Copy out every line of the records where the string "placements" occurs.

::::

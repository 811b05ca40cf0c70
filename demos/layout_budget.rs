//! # Layout memory budget
//!
//! Shows how the grid estimate grows with cluster count and image size, and
//! how the engine refuses a layout over budget before allocating anything.
//! Uses only the default (`no_std` + `alloc`) API.
//!
//! ```bash
//! cargo run --example layout_budget
//! ```

use imagecluster_core::{
    estimate_bytes, Error, ImageMap, LayoutConfig, LayoutEngine, Partition, PixelBuffer, Result,
};

const MIB: f64 = 1024.0 * 1024.0;

/// `clusters` clusters of sizes 1, 2, 3, ... with `h × w` grey images.
fn staircase(clusters: usize, h: usize, w: usize) -> Result<(Partition, ImageMap)> {
    let mut images = ImageMap::new();
    let mut groups = Vec::new();
    for c in 0..clusters {
        let members: Vec<String> = (0..=c).map(|i| format!("c{}_{}", c, i)).collect();
        for m in &members {
            images.insert(m.clone(), PixelBuffer::filled(w, h, [128, 128, 128])?);
        }
        groups.push(members);
    }
    Ok((Partition::from_clusters(groups), images))
}

fn main() -> Result<()> {
    println!("Estimated raster size, padding 20 px:\n");
    println!("  {:>8} {:>10} {:>12}", "clusters", "image", "estimate");
    for &(n, side) in &[(4usize, 64usize), (16, 64), (16, 256), (64, 256), (128, 512)] {
        let est = estimate_bytes(n, n, (side, side), 20);
        println!(
            "  {:>8} {:>10} {:>9.2} MiB",
            n,
            format!("{}×{}", side, side),
            est as f64 / MIB
        );
    }

    let (partition, images) = staircase(6, 32, 32)?;
    println!("\nStaircase partition:");
    for stat in partition.stats() {
        println!("  size {} → {} cluster(s)", stat.size, stat.count);
    }

    for limit in [64 * 1024u64, 16 * 1024 * 1024] {
        let engine = LayoutEngine::new(LayoutConfig {
            mem_limit: limit,
            ..LayoutConfig::default()
        });
        println!("\nmem_limit = {:.3} MiB", limit as f64 / MIB);
        match engine.render(&partition, &images) {
            Ok(layout) => {
                println!(
                    "  rendered {}×{} px, {} columns",
                    layout.raster.width(),
                    layout.raster.height(),
                    layout.placements.len()
                );
                for p in &layout.placements {
                    println!(
                        "    #{:<2} x={:>4}..{:<4} rows {}",
                        p.display_index, p.x_start, p.x_end, p.filled_rows
                    );
                }
            }
            Err(e @ Error::CapacityExceeded { .. }) => println!("  refused: {}", e),
            Err(e) => println!("  failed: {}", e),
        }
    }

    Ok(())
}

::::

> The completed task
                    layout.placements.len()
                for p in &layout.placements {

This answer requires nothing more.